__Records provided__
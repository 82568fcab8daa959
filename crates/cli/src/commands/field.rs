//! Config field listing

use anyhow::Result;

use crate::commands::FieldCommands;
use crate::output;

pub fn execute(cmd: &FieldCommands, json: bool) -> Result<()> {
    match cmd {
        FieldCommands::List => output::print_field_list(json),
    }
    Ok(())
}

__What is expected__
Could you set down every record exactly as given?

__Written solution__
repository 82568fcab8daa959
filename crates/cli/src/commands/field.rs
//! Config field listing

use anyhow::Result;

use crate::commands::FieldCommands;
use crate::output;

pub fn execute(cmd: &FieldCommands, json: bool) -> Result<()> {
    match cmd {
        FieldCommands::List => output::print_field_list(json),
    }
    Ok(())
}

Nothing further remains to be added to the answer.